Strategic Communications and Marketing News Bureau

Illinois professor to receive award from Materials Research Society

CHAMPAIGN, Ill. – Nick Holonyak Jr., a John Bardeen Professor of Electrical and Computer Engineering and Physics at the University of Illinois at Urbana-Champaign, has been selected as the 2004 recipient of the Von Hippel Award from the Materials Research Society. The award will be presented Dec. 1 at the MRS meeting in Boston.

Holonyak is being recognized for “his many contributions to research and development in the field of semiconductors, not least for the first development of semiconducting lasers in the useful visible portion of the optical spectrum.”

Among his other inventions and discoveries, Holonyak developed the first practical light-emitting diode in 1962. Today, these long-lasting, low-heat light sources illuminate everything from alarm clocks to the NASDAQ billboard in New York’s Times Square.

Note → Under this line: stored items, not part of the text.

//! Session-scoped settings manager
//!
//! Holds user preferences, system configurations, and integration settings in
//! memory for the lifetime of the process. Nothing here touches disk;
//! restarting the tool discards all settings records.

use chrono::{Local, NaiveDate};

use crate::core::metrics::{settings_metrics, SettingsMetrics};
use crate::entities::configuration::{ConfigCategory, SettingType};
use crate::entities::integration::{AuthMethod, ServiceType, SyncStatus};
use crate::entities::preference::{NotificationFrequency, Theme, UserRole};
use crate::entities::{IntegrationSetting, SystemConfiguration, UserPreference};
use crate::store::MemoryStore;

/// In-memory manager over the three settings collections
#[derive(Debug, Default)]
pub struct SettingsManager {
    preferences: MemoryStore<UserPreference>,
    configurations: MemoryStore<SystemConfiguration>,
    integrations: MemoryStore<IntegrationSetting>,
}

impl SettingsManager {
    /// Create an empty manager
    pub fn new() -> Self {
        Self::default()
    }

    /// Create a manager seeded with Highland Tower Development sample data
    pub fn with_sample_data() -> Self {
        let mut manager = Self::new();

        let mut smith = UserPreference::new(
            "user-001".to_string(),
            "John Smith".to_string(),
            UserRole::ProjectManager,
        );
        smith.theme = Theme::Dark;
        smith.timezone = "America/New_York".to_string();
        smith.date_format = "MM/DD/YYYY".to_string();
        smith.notification_frequency = NotificationFrequency::Immediate;
        smith.default_dashboard = "Executive Dashboard".to_string();
        smith.favorite_modules = vec![
            "Dashboard".to_string(),
            "Cost Management".to_string(),
            "RFIs".to_string(),
            "Daily Reports".to_string(),
            "Analytics".to_string(),
        ];
        smith.default_report_format = "PDF".to_string();
        smith.two_factor_enabled = true;
        smith.session_timeout_minutes = 480;
        manager.preferences.create(smith);

        let mut wilson = UserPreference::new(
            "user-002".to_string(),
            "Sarah Wilson".to_string(),
            UserRole::SafetyManager,
        );
        wilson.theme = Theme::Light;
        wilson.timezone = "America/New_York".to_string();
        wilson.date_format = "DD/MM/YYYY".to_string();
        wilson.notification_frequency = NotificationFrequency::Immediate;
        wilson.default_dashboard = "Safety Dashboard".to_string();
        wilson.favorite_modules = vec![
            "Safety".to_string(),
            "Inspections".to_string(),
            "Quality Control".to_string(),
            "Daily Reports".to_string(),
        ];
        wilson.default_report_format = "Excel".to_string();
        wilson.two_factor_enabled = true;
        wilson.session_timeout_minutes = 240;
        manager.preferences.create(wilson);

        let mut password_policy = SystemConfiguration::new(
            ConfigCategory::Security,
            "Password Policy".to_string(),
            "password_policy.min_length".to_string(),
            "12".to_string(),
        );
        password_policy.setting_type = SettingType::Integer;
        password_policy.description = "Minimum password length for user accounts".to_string();
        password_policy.is_required = true;
        password_policy.default_value = "8".to_string();
        password_policy.requires_admin = true;
        password_policy.last_modified_by = "System Administrator".to_string();
        password_policy.change_reason = "Enhanced security requirements".to_string();
        manager.configurations.create(password_policy);

        let mut connection_pool = SystemConfiguration::new(
            ConfigCategory::Performance,
            "Database Connection Pool".to_string(),
            "database.connection_pool.max_size".to_string(),
            "50".to_string(),
        );
        connection_pool.setting_type = SettingType::Integer;
        connection_pool.description =
            "Maximum number of database connections in the pool".to_string();
        connection_pool.is_required = true;
        connection_pool.default_value = "20".to_string();
        connection_pool.requires_admin = true;
        connection_pool.requires_restart = true;
        connection_pool.last_modified_by = "Database Administrator".to_string();
        connection_pool.change_reason =
            "Performance optimization for Highland Tower load".to_string();
        manager.configurations.create(connection_pool);

        let mut rate_limiting = SystemConfiguration::new(
            ConfigCategory::Integration,
            "API Rate Limiting".to_string(),
            "api.rate_limit.requests_per_hour".to_string(),
            "10000".to_string(),
        );
        rate_limiting.setting_type = SettingType::Integer;
        rate_limiting.description = "Maximum API requests per hour per client".to_string();
        rate_limiting.is_required = true;
        rate_limiting.default_value = "1000".to_string();
        rate_limiting.requires_admin = true;
        rate_limiting.last_modified_by = "API Administrator".to_string();
        rate_limiting.change_reason =
            "Increased limit for Highland Tower mobile apps".to_string();
        manager.configurations.create(rate_limiting);

        let mut weather = IntegrationSetting::new(
            "Weather API".to_string(),
            ServiceType::Api,
            "https://api.weather.com/v1/current".to_string(),
        );
        weather.authentication_method = AuthMethod::ApiKey;
        weather.sync_frequency = "Every hour".to_string();
        weather.sync_direction = "Import".to_string();
        weather.sync_status = SyncStatus::Success;
        weather.last_sync = NaiveDate::from_ymd_opt(2025, 5, 28);
        weather.success_rate = 99.8;
        manager.integrations.create(weather);

        let mut storage = IntegrationSetting::new(
            "Document Storage".to_string(),
            ServiceType::CloudService,
            "https://storage.highland.com/api/v2".to_string(),
        );
        storage.authentication_method = AuthMethod::OAuth;
        storage.connection_timeout = 60;
        storage.sync_frequency = "Real-time".to_string();
        storage.sync_direction = "Bidirectional".to_string();
        storage.sync_status = SyncStatus::Success;
        storage.last_sync = NaiveDate::from_ymd_opt(2025, 5, 28);
        storage.error_count = 2;
        storage.last_error = Some("Temporary network timeout on 2025-05-27".to_string());
        storage.success_rate = 97.5;
        manager.integrations.create(storage);

        let mut email = IntegrationSetting::new(
            "Email Service".to_string(),
            ServiceType::Api,
            "https://api.sendgrid.com/v3/mail/send".to_string(),
        );
        email.authentication_method = AuthMethod::ApiKey;
        email.sync_frequency = "Real-time".to_string();
        email.sync_direction = "Export".to_string();
        email.sync_status = SyncStatus::Success;
        email.last_sync = NaiveDate::from_ymd_opt(2025, 5, 28);
        email.error_count = 1;
        email.last_error = Some("Rate limit exceeded on 2025-05-26".to_string());
        email.success_rate = 99.2;
        manager.integrations.create(email);

        manager
    }

    /// User preference store
    pub fn preferences(&self) -> &MemoryStore<UserPreference> {
        &self.preferences
    }

    /// Mutable user preference store
    pub fn preferences_mut(&mut self) -> &mut MemoryStore<UserPreference> {
        &mut self.preferences
    }

    /// System configuration store
    pub fn configurations(&self) -> &MemoryStore<SystemConfiguration> {
        &self.configurations
    }

    /// Mutable system configuration store
    pub fn configurations_mut(&mut self) -> &mut MemoryStore<SystemConfiguration> {
        &mut self.configurations
    }

    /// Integration settings store
    pub fn integrations(&self) -> &MemoryStore<IntegrationSetting> {
        &self.integrations
    }

    /// Mutable integration settings store
    pub fn integrations_mut(&mut self) -> &mut MemoryStore<IntegrationSetting> {
        &mut self.integrations
    }

    /// Preferences belonging to users with the given role
    pub fn preferences_by_role(&self, role: UserRole) -> Vec<&UserPreference> {
        self.preferences
            .all()
            .iter()
            .filter(|p| p.user_role == role)
            .collect()
    }

    /// Configurations in the given category
    pub fn configurations_by_category(
        &self,
        category: ConfigCategory,
    ) -> Vec<&SystemConfiguration> {
        self.configurations
            .all()
            .iter()
            .filter(|c| c.category == category)
            .collect()
    }

    /// Integrations currently enabled
    pub fn active_integrations(&self) -> Vec<&IntegrationSetting> {
        self.integrations
            .all()
            .iter()
            .filter(|i| i.is_enabled)
            .collect()
    }

    /// Record the outcome of a sync attempt for one integration.
    ///
    /// Sets the sync status, stamps last_sync and updated_at with today's
    /// date, and on error increments the cumulative error count and replaces
    /// the last error message. Returns false if no integration matches the
    /// id; any status may be written regardless of the current one.
    pub fn update_sync_status(
        &mut self,
        id: &str,
        status: SyncStatus,
        error_message: Option<String>,
    ) -> bool {
        let Some(integration) = self.integrations.get_mut(id) else {
            return false;
        };

        let today = Local::now().date_naive();
        integration.sync_status = status;
        integration.last_sync = Some(today);
        integration.updated_at = Some(today);

        if let Some(message) = error_message {
            integration.error_count += 1;
            integration.last_error = Some(message);
        }

        true
    }

    /// Aggregate metrics over all three collections
    pub fn metrics(&self) -> SettingsMetrics {
        settings_metrics(
            self.preferences.all(),
            self.configurations.all(),
            self.integrations.all(),
        )
    }
}

#[cfg(test)]
mod tests {
    use super::*;

    #[test]
    fn test_sample_data_counts() {
        let manager = SettingsManager::with_sample_data();
        assert_eq!(manager.preferences().len(), 2);
        assert_eq!(manager.configurations().len(), 3);
        assert_eq!(manager.integrations().len(), 3);
    }

    #[test]
    fn test_sample_ids_are_sequential() {
        let manager = SettingsManager::with_sample_data();
        let ids: Vec<u32> = manager
            .integrations()
            .all()
            .iter()
            .map(|i| i.id.unwrap().sequence())
            .collect();
        assert_eq!(ids, vec![1, 2, 3]);
    }

    #[test]
    fn test_update_sync_status_success_leaves_error_count() {
        let mut manager = SettingsManager::with_sample_data();
        let id = manager.integrations().all()[0].id.unwrap().to_string();

        assert!(manager.update_sync_status(&id, SyncStatus::Success, None));

        let integration = manager.integrations().get(&id).unwrap();
        assert_eq!(integration.sync_status, SyncStatus::Success);
        assert_eq!(integration.error_count, 0);
        assert_eq!(integration.last_sync, Some(Local::now().date_naive()));
    }

    #[test]
    fn test_update_sync_status_error_increments_count() {
        let mut manager = SettingsManager::with_sample_data();
        let id = manager.integrations().all()[1].id.unwrap().to_string();
        let before = manager.integrations().get(&id).unwrap().error_count;

        assert!(manager.update_sync_status(
            &id,
            SyncStatus::Failed,
            Some("Connection refused".to_string()),
        ));

        let integration = manager.integrations().get(&id).unwrap();
        assert_eq!(integration.sync_status, SyncStatus::Failed);
        assert_eq!(integration.error_count, before + 1);
        assert_eq!(
            integration.last_error.as_deref(),
            Some("Connection refused")
        );
    }

    #[test]
    fn test_update_sync_status_unknown_id() {
        let mut manager = SettingsManager::new();
        assert!(!manager.update_sync_status("INT-2025-099", SyncStatus::Success, None));
    }

    #[test]
    fn test_filters() {
        let manager = SettingsManager::with_sample_data();
        assert_eq!(
            manager.preferences_by_role(UserRole::SafetyManager).len(),
            1
        );
        assert_eq!(
            manager
                .configurations_by_category(ConfigCategory::Security)
                .len(),
            1
        );
        assert_eq!(manager.active_integrations().len(), 3);
    }

    #[test]
    fn test_metrics_over_sample_data() {
        let manager = SettingsManager::with_sample_data();
        let metrics = manager.metrics();
        assert_eq!(metrics.total_users, 2);
        assert_eq!(metrics.total_configurations, 3);
        assert_eq!(metrics.total_integrations, 3);
        assert_eq!(metrics.two_factor_adoption_pct, 100.0);
        assert_eq!(metrics.integration_success_rate_pct, 100.0);
    }
}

The son of Slavic immigrants who settled in Southern Illinois, Holonyak earned his bachelor’s degree in 1950, his master’s in 1951, and his doctorate in 1954, all in electrical engineering from Illinois. Holonyak was the first graduate student of two-time Nobel laureate John Bardeen, an Illinois professor who invented the transistor. An early researcher in semiconductor electronics, Holonyak gained eminence through his numerous inventions and contributions to advances in semiconductor materials and devices.

Before joining the Illinois faculty in 1963, Holonyak worked for Bell Telephone Labs, where he helped develop silicon-diffused transistor technology. Several years later, while at General Electric, he invented the first practical light-emitting diode and the first semiconductor laser to operate in the visible spectrum. He also developed the first electronic devices in III-V compound semiconductor alloys (III and V referring to places in the periodic table of the elements), and is the inventor of the basic silicon device used in household light-dimmer switches.

At Illinois, Holonyak and his students demonstrated the first quantum-well laser, creating a practical laser for fiber-optic communications, compact disc players, medical diagnosis, surgery, ophthalmology and many other applications.

In the early 1980s, his group introduced impurity-induced layer disordering, which converts layers of a semiconductor structure into an alloy that has important electronic properties. In one use, this discovery solved the problem of a laser’s low reliability. Such lasers exhibit enhanced performance and durability, making them ideal for DVD players and other optical storage equipment.

During the last decade, Holonyak and his students invented a process that enables the formation of high-quality oxide layers on any aluminum-bearing III-V compound semiconductor. The oxide process has had a major impact on vertical-cavity surface emitting lasers, making them practical for such applications as optical and data communications. His current research focuses on light-emitting transistors. Though still in the early stages of development, light-emitting transistors could dramatically improve the speed and availability of electronic communications.

Among Holonyak’s many awards are the Lemelson-MIT Prize (2004), the Global Energy Prize from Russia (2003), the Institute of Electrical and Electronics Engineers Medal of Honor (2003), the U.S. National Medal of Technology (2002), the Frederic Ives Medal of the Optical Society of America (2001), the Japan Prize (1995), the National Academy of Sciences’ Award for the Industrial Application of Science (1993), the Optical Society’s Charles Hard Townes Award (1992) and the U.S. National Medal of Science (1990). He is a member of the National Academy of Engineering and of the National Academy of Sciences, and a fellow of the American Academy of Arts and Sciences, the American Physical Society, the IEEE, the Optical Society of America and is a foreign member of the Russian Academy of Sciences. Eight of his 60 doctoral students are members of the National Academy of Engineering.

The highest award of the society, the Von Hippel Award recognizes “brilliance and originality of intellect, combined with vision extending beyond the boundaries of conventional scientific disciplines.” The award consists of $10,000 and a ruby laser crystal symbolizing the many-faceted nature of materials research.

Founded in 1973, the MRS has more than 12,600 members from the United States and more than 50 other nations.